I think it ends up depending on the person who has the name. I personally would loathe having an unusual/hard to pronounce/rare name. I am very much a blend in and try-not-to-stand-out-as-much-as-humanly-possible kind of person. In fact, I hated my last name growing up. It was a very unique and Eastern European name that no one could pronounce. I would get extreme anxiety when a new teacher would call roll knowing I’d have to assist with the pronunciation or when I’d have to tell the Pharmacist my last name and knew it’d be a “spell it for me again” over and over again situation. I always dreamed of being [name_u]Shannen[/name_u] [name_m]Smith[/name_m] or [name_u]Shannen[/name_u] [name_m]Jones[/name_m] and I’d be home free. So if my parents had decided to name me [name_f]Nefertiti[/name_f] I would have been horrified.
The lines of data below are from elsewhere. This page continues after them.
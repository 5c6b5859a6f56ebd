//! Unit tests for pickle generation.
#![expect(clippy::expect_used, reason = "tests fail loudly on missing pickles")]

use super::*;
use crate::plan::{TagTier, ast_to_pickle_plan};
use shiftlefter_gherkin::parse_str;

fn generate(source: &str, uri: &str) -> PickleOutput {
    let result = parse_str(source);
    assert!(result.is_clean(), "{:?}", result.errors);
    let plan = ast_to_pickle_plan(result.feature().expect("source declares a feature"));
    pickle_plan_to_pickles(&plan, &PickleConfig::new(uri))
}

const LOGIN: &str = "Feature: Login\n  Scenario: OK\n    Given I have 12 cucumbers\n    When I eat 5\n    Then I should have 7 left\n";

const CART: &str = r#"Feature: Cart
  Background:
    Given an empty cart

  @outline
  Scenario Outline: add <qty> <item>
    When I add <qty> <item>
    And I note:
      """<format>
      added <item>
      """
    Then the cart holds:
      | item   | qty   |
      | <item> | <qty> |

    @fast
    Examples: fruit
      | item  | qty | format |
      | apple | 1   | text   |
      | pear  | 2   | md     |

    Examples: veg
      | item | qty | format |
      | leek | 3   | text   |
"#;

#[test]
fn simple_scenario_yields_one_pickle() {
    let output = generate(LOGIN, "login.feature");
    assert!(output.errors.is_empty());
    assert_eq!(output.pickles.len(), 1);
    let pickle = output.pickles.first().expect("one pickle");
    assert_eq!(pickle.name, "OK");
    assert_eq!(pickle.id, "login.feature:2");
    assert_eq!(pickle.source_file, "login.feature");
    assert_eq!(pickle.template_name, None);
    assert!(!pickle.is_stub());

    let steps: Vec<(&str, StepKeyword, KeywordType)> = pickle
        .steps
        .iter()
        .map(|s| (s.id.as_str(), s.keyword, s.keyword_type))
        .collect();
    assert_eq!(
        steps,
        vec![
            ("login.feature:2/0", StepKeyword::Given, KeywordType::Context),
            ("login.feature:2/1", StepKeyword::When, KeywordType::Action),
            ("login.feature:2/2", StepKeyword::Then, KeywordType::Outcome),
        ]
    );
}

#[test]
fn outline_rows_expand_across_examples_blocks() {
    let output = generate(CART, "cart.feature");
    assert!(output.errors.is_empty(), "{:?}", output.errors);
    let summary: Vec<(&str, &str, Option<usize>)> = output
        .pickles
        .iter()
        .map(|p| (p.id.as_str(), p.name.as_str(), p.row_index))
        .collect();
    assert_eq!(
        summary,
        vec![
            ("cart.feature:6:19", "add 1 apple", Some(0)),
            ("cart.feature:6:20", "add 2 pear", Some(1)),
            ("cart.feature:6:24", "add 3 leek", Some(2)),
        ]
    );
    let first = output.pickles.first().expect("first row pickle");
    assert_eq!(first.location, Location::new(19, 7));
    assert_eq!(first.template_name.as_deref(), Some("add <qty> <item>"));
    let values = first.row_values.clone().unwrap_or_default();
    assert_eq!(values.get("item").map(String::as_str), Some("apple"));
    assert_eq!(values.get("format").map(String::as_str), Some("text"));
}

#[test]
fn outline_steps_are_substituted_but_background_is_not() {
    let output = generate(CART, "cart.feature");
    let pickle = output.pickles.get(1).expect("second row pickle");
    let steps: Vec<(StepOrigin, &str, Option<&str>, KeywordType)> = pickle
        .steps
        .iter()
        .map(|s| (s.origin, s.text.as_str(), s.template_text.as_deref(), s.keyword_type))
        .collect();
    assert_eq!(
        steps,
        vec![
            (StepOrigin::FeatureBackground, "an empty cart", None, KeywordType::Context),
            (StepOrigin::Scenario, "I add 2 pear", Some("I add <qty> <item>"), KeywordType::Action),
            (StepOrigin::Scenario, "I note:", Some("I note:"), KeywordType::Action),
            (StepOrigin::Scenario, "the cart holds:", Some("the cart holds:"), KeywordType::Outcome),
        ]
    );
    assert_eq!(
        pickle.steps.get(2).and_then(|s| s.argument.clone()),
        Some(PickleArgument::Docstring {
            content: "added pear".into(),
            media_type: Some("md".into()),
        })
    );
    assert_eq!(
        pickle.steps.get(3).and_then(|s| s.argument.clone()),
        Some(PickleArgument::DataTable {
            rows: vec![
                vec!["item".into(), "qty".into()],
                vec!["pear".into(), "2".into()],
            ],
        })
    );
}

#[test]
fn examples_tags_follow_scenario_tags() {
    let output = generate(CART, "cart.feature");
    let tags: Vec<Vec<(&str, TagTier)>> = output
        .pickles
        .iter()
        .map(|p| p.tags.iter().map(|t| (t.name.as_str(), t.tier)).collect())
        .collect();
    assert_eq!(
        tags,
        vec![
            vec![("@outline", TagTier::Scenario), ("@fast", TagTier::Examples)],
            vec![("@outline", TagTier::Scenario), ("@fast", TagTier::Examples)],
            vec![("@outline", TagTier::Scenario)],
        ]
    );
}

#[test]
fn background_is_skipped_for_empty_scenarios() {
    let output = generate(
        "Feature: F\n  Background:\n    Given bg\n  Scenario: empty\n  Scenario: full\n    When x\n",
        "f.feature",
    );
    let counts: Vec<usize> = output.pickles.iter().map(|p| p.steps.len()).collect();
    assert_eq!(counts, vec![0, 2]);
}

#[test]
fn outline_without_rows_yields_nothing() {
    let output = generate(
        "Feature: F\n  Scenario Outline: O\n    Given <x>\n    Examples:\n      | x |\n",
        "f.feature",
    );
    assert!(output.pickles.is_empty());
}

#[test]
fn short_rows_become_stubs() {
    let output = generate(
        "Feature: F\n  Scenario Outline: O\n    Given <a> and <b>\n    Examples:\n      | a | b |\n      | 1 |\n      | 2 | 3 |\n",
        "f.feature",
    );
    assert_eq!(output.pickles.len(), 2);
    let first = output.pickles.first().expect("stubbed pickle");
    assert!(first.is_stub());
    assert_eq!(
        first.steps.first().map(|s| s.text.as_str()),
        Some("1 and <b>")
    );
    assert!(output.pickles.get(1).is_some_and(|p| !p.is_stub()));
    assert_eq!(
        output.errors,
        vec![PickleError::InconsistentCellCount {
            expected: 2,
            found: 1,
            location: Location::new(6, 7),
            pickle_id: "f.feature:2:6".into(),
        }]
    );
}

#[test]
fn unresolved_macro_stubs_only_its_pickle() {
    let output = generate(
        "Feature: F\n  Scenario: S\n    Given log in +\n  Scenario: T\n    Given fine\n",
        "m.feature",
    );
    let stubs: Vec<Option<&str>> = output.pickles.iter().map(|p| p.stub.as_deref()).collect();
    assert_eq!(stubs, vec![Some("unresolved macro 'log in'"), None]);
    assert_eq!(output.errors.len(), 1);
    assert!(output.errors.iter().all(|e| e.pickle_id() == "m.feature:2"));
}

#[test]
fn conjunction_types_carry_across_background() {
    let output = generate(
        "Feature: F\n  Background:\n    Given setup\n  Scenario: S\n    And more setup\n    * anything\n    But not this\n",
        "f.feature",
    );
    let types: Vec<KeywordType> = output
        .pickles
        .first()
        .map(|p| p.steps.iter().map(|s| s.keyword_type).collect())
        .unwrap_or_default();
    assert_eq!(
        types,
        vec![
            KeywordType::Context,
            KeywordType::Context,
            KeywordType::Unknown,
            KeywordType::Unknown,
        ]
    );
}

#[test]
fn comparison_operators_do_not_hide_placeholders() {
    let output = generate(
        "Feature: F\n  Scenario Outline: O\n    Then the total is <= <limit>\n    Examples:\n      | limit |\n      | 10    |\n",
        "f.feature",
    );
    let texts: Vec<&str> = output
        .pickles
        .iter()
        .flat_map(|p| p.steps.iter().map(|s| s.text.as_str()))
        .collect();
    assert_eq!(texts, vec!["the total is <= 10"]);
}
I had a friend named Sapir in high school and everyone called her Sapper. She would complain frequently about how she wishes her parents had named her [name_u]Ashley[/name_u] or [name_f]Brittany[/name_f]. She is my FB friend and as an adult she has chosen to be called [name_f]Pia[/name_f] because she was so sick of being Sapper. On the flip side, I knew a girl named [name_f]Ulrika[/name_f] who never mentioned anything about her name being different and was extremely popular. Different folks, different strokes.

I have never seen name bullying, though. The worst I think I ever heard was a girl in middle school named [name_f]Mary[/name_f] who was dubbed Virgin [name_f]Mary[/name_f] because she was very well behaved and quiet. I do remember it being sort of a “thing” in middle school where people wouldn’t share their middle names because it was “embarrassing” which made everyone then beg for you to tell them and it was always very lame, haha.
“Pleaaase tell me, I won’t laugh I promise!!”
“Okay…it’s [name_f]Louise[/name_f].”

I think your mn choices are great except for Blanchefleur maybe because I don’t like the name itself and Sunniva, Sybil and Ottilie are really usable with mythology related names that will surely interest people. I read a tumblr post about people with God/Goddess names kinda looking and acting otherworldly themselves and I think that’s not a bad thing. For me even an unusual name like Redwing has personal connection since it is our national bird and Wilusa is there because of the Wilusa tour bus I kept seeing everyone when I was walking to library.

Looking back to when I was a kid, there were some pretty unusual names in my class. But I didn’t know they were unusual because they were just names. Apart from the obvious names which may appear a few times in a class, I don’t really think children think about whether names are unusual or common or not.

Adults are worse in the sense that we’re more judgemental and opinionated - however most adults wouldn’t actively bully a child, for any reason. We might meet a person with a name that we absolutely hate, but I honestly can’t think of anyone that would bully someone for that reason alone.

If someone is a bully (not just children,) then they will find anything to bully someone about. Whether that be what they look like, how they talk, how they dress or what they’re called, a bully will pick up on whatever they can find. Maybe some names are more prone to teasing, perhaps if they rhyme with something or whatever - but chances are if they didn’t have that name, it’d be something else.